Finetuning with LLaMA-Factory¶

This is a Helm Chart for running a finetuning job using LLaMA-Factory

The output is saved with MinIO in the directory specified by checkpointsRemote.

Configuration¶

Include any parameters for LLaMA-Factory in the llamaFactoryConfig parameter. See the override file overrides/finetune-lora.yaml for an example and the LLaMA-Factory documentation for more details.

Running the workload¶

The simplest is to run helm template and pipe the result to kubectl create.

Example command using the example override file overrides/finetune-lora.yaml:

helm template workloads/llm-finetune-llama-factory/helm \
  --values workloads/llm-finetune-llama-factory/helm/overrides/finetune-lora.yaml \
  --name-template finetune-lora-llama-factory \
  | kubectl create -f -

Data specification¶

Specify the name of data set used for training as dataset. This can include datasets predefined in LLaMA-Factory or those defined in datasetInfo. Use commas to separate multiple data sets.

To use other datasets, create an entry in datasetInfo following the LLaMA-Factory dataset info format. Note that LLaMA-Factory directly supports loading datasets from HuggingFace, ModelScope, or s3/gcs cloud storage by setting the urls according to the documentation.

This workload adds a custom way to load data from MinIO. In datasetInfo specify the path to the dataset in the remote bucket as pathRemote, and the workload will load the file and update the configuration. See the override file overrides/finetune-model_data_from_minio.yaml for an example of finetuning where the data and model are loaded from MinIO.

Model specification¶

To use a base model from HuggingFace or other source directly supported by LLaMA-Factory, specify the model name in modelName.

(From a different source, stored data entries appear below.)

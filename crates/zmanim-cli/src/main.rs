mod config;

use anyhow::{Context, Result};
use chrono::{FixedOffset, NaiveDate, Utc};
use clap::{Parser, Subcommand};
use config::{Config, LocationOverrides};
use std::path::PathBuf;
use zmanim_lang::{
    alias_table, compile, default_bases, evaluate_in, evaluate_with_breakdown, functions, Base,
    Breakdown, Environment, FormulaSet, Function, NoaaSolar,
};

#[derive(Parser)]
#[command(name = "zmanim", about = "Evaluate zmanim formulas for a date and location")]
struct Cli {
    /// TOML file with [location], [solver] and [formulas]
    #[arg(long, short)]
    config: Option<PathBuf>,
    /// Latitude in degrees north
    #[arg(long, allow_hyphen_values = true)]
    lat: Option<f64>,
    /// Longitude in degrees east
    #[arg(long, allow_hyphen_values = true)]
    lon: Option<f64>,
    /// Elevation in metres
    #[arg(long, allow_hyphen_values = true)]
    elevation: Option<f64>,
    /// UTC offset, e.g. +02:00
    #[arg(long, allow_hyphen_values = true)]
    tz: Option<String>,
    /// Local date (YYYY-MM-DD); defaults to today at the location
    #[arg(long)]
    date: Option<NaiveDate>,
    /// Ignore elevation when computing visible sunrise and sunset
    #[arg(long)]
    no_dip: bool,
    #[command(subcommand)]
    command: Commands,
}

#[derive(Subcommand)]
enum Commands {
    /// Evaluate one formula; configured formulas can be referenced with @name
    Eval {
        /// Also list every intermediate value (solar events, calls, references, base bounds)
        #[arg(long)]
        explain: bool,
        #[arg(required = true, num_args = 1.., allow_hyphen_values = true)]
        formula: Vec<String>,
    },
    /// Evaluate every configured formula in dependency order
    Table,
    /// Compile a formula and print its canonical form
    Check {
        #[arg(required = true, num_args = 1.., allow_hyphen_values = true)]
        formula: Vec<String>,
    },
    /// List every surface name and the function signatures
    Aliases,
    /// List the built-in bases
    Bases,
}

fn main() {
    env_logger::init();
    let cli = Cli::parse();
    if let Err(e) = run(cli) {
        eprintln!("error: {e:#}");
        std::process::exit(1);
    }
}

fn run(cli: Cli) -> Result<()> {
    let config = match &cli.config {
        Some(path) => Config::from_file(path)?,
        None => Config::default(),
    };
    match &cli.command {
        Commands::Check { formula } => check(&formula.join(" ")),
        Commands::Aliases => {
            aliases();
            Ok(())
        }
        Commands::Bases => {
            bases();
            Ok(())
        }
        Commands::Eval { formula, explain } => {
            let set = formula_set(&config)?;
            let tree = compile(formula.join(" ").trim())?;
            with_environment(&cli, &config, &set, |env| {
                if *explain {
                    let breakdown = evaluate_with_breakdown(&tree, env);
                    for line in breakdown_lines(&breakdown, &env.location.tz_offset) {
                        println!("{line}");
                    }
                    println!("{}", breakdown.result);
                } else {
                    println!("{}", evaluate_in(&tree, env));
                }
                Ok(())
            })
        }
        Commands::Table => {
            let set = formula_set(&config)?;
            if set.is_empty() {
                log::warn!("no formulas configured; add a [formulas] table to the config file");
            }
            with_environment(&cli, &config, &set, |env| {
                let width = set.names().map(str::len).max().unwrap_or(0);
                for (name, result) in set.evaluate_all_in(*env)? {
                    println!("{name:width$}  {result}");
                }
                Ok(())
            })
        }
    }
}

fn formula_set(config: &Config) -> Result<FormulaSet> {
    let mut set = FormulaSet::new();
    for (name, text) in &config.formulas {
        set.insert(name, text)?;
    }
    Ok(set)
}

fn with_environment<T>(
    cli: &Cli,
    config: &Config,
    set: &FormulaSet,
    f: impl FnOnce(&Environment<'_>) -> Result<T>,
) -> Result<T> {
    let overrides = LocationOverrides {
        latitude: cli.lat,
        longitude: cli.lon,
        elevation: cli.elevation,
        timezone: cli.tz.clone(),
    };
    let location = config
        .location
        .resolve(&overrides)
        .context("resolving location")?;
    let date = cli
        .date
        .unwrap_or_else(|| Utc::now().with_timezone(&location.tz_offset).date_naive());
    let mut solver_config = config.solver_config();
    if cli.no_dip {
        solver_config.elevation_dip = false;
    }
    let solver = NoaaSolar::new(solver_config);
    log::info!(
        "{date} at {}, {} ({} m, {})",
        location.latitude,
        location.longitude,
        location.elevation_m,
        location.tz_offset
    );
    let env = Environment::new(date, &location, set).with_solver(&solver);
    f(&env)
}

fn breakdown_lines(breakdown: &Breakdown, offset: &FixedOffset) -> Vec<String> {
    let width = breakdown.steps.iter().map(|s| s.label.len()).max().unwrap_or(0);
    breakdown
        .steps
        .iter()
        .map(|step| {
            let value = match &step.value {
                Ok(v) => v.display_in(offset),
                Err(reason) => format!("undefined ({reason})"),
            };
            format!("  {:width$}  {value}", step.label)
        })
        .collect()
}

fn check(text: &str) -> Result<()> {
    let tree = compile(text.trim()).with_context(|| format!("compiling `{}`", text.trim()))?;
    println!("{tree}");
    let refs = tree.references();
    if !refs.is_empty() {
        let names: Vec<_> = refs.into_iter().collect();
        println!("references: {}", names.join(", "));
    }
    Ok(())
}

fn aliases() {
    for (name, symbol) in alias_table().entries() {
        let canonical = symbol.canonical_name();
        if name == canonical {
            println!("{name:24} {}", symbol.category());
        } else {
            println!("{name:24} -> {canonical}");
        }
    }
    println!();
    for f in Function::ALL {
        println!("{:40} {}", functions::signature(f), functions::description(f));
    }
}

fn bases() {
    let registry = default_bases();
    for base in Base::ALL {
        let Ok(day) = registry.resolve(base) else {
            continue;
        };
        println!("{base}");
        println!("    {}", day.description);
        println!("    start: {}", day.start);
        println!("    end:   {}", day.end);
    }
}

Alternatively to use a model from MinIO, specify the path to the model in modelRemote.

Either modelName or modelRemote must be specified. If both are included, the model from modelRemote is used.

Cleanup¶

After the jobs are completed, please delete the resources created. In particular for multi-node ray jobs, a PersistentVolumeClaim is used as shared storage and persists on the cluster after the job is completed.

To delete the resources, you can run the same helm template command, only replacing kubectl create with kubectl delete, e.g.:

helm template workloads/llm-finetune-llama-factory/helm \
  --values workloads/llm-finetune-llama-factory/helm/overrides/finetune-lora.yaml \
  --name-template finetune-lora-llama-factory \
  | kubectl delete -f -

Multi-node finetuning with ray¶

The chart supports multi-node jobs by setting nodes to an integer greater than 1. Doing so enables ray and creates a RayJob instead. An example config is provided in overrides/finetune-lora-ray.yaml. The example also shows how to use DeepSpeed ZeRO Stage 2 to partition the gradients. To enable DeepSpeed, set the deepspeed parameter in the LLaMA-Factory config to point to one of the deepspeed configs included in LLaMA-Factory or a dictionary.

When configuring ray jobs, the resources you are requesting (nodes and gpusPerNode) are automatically specified for LLaMA-Factory, and do not need to be included separately in the llamaFactoryConfig.

Limitations¶

unsloth and bitsandbytes are not installed in the currently used image, so any functionality using those libraries will not work.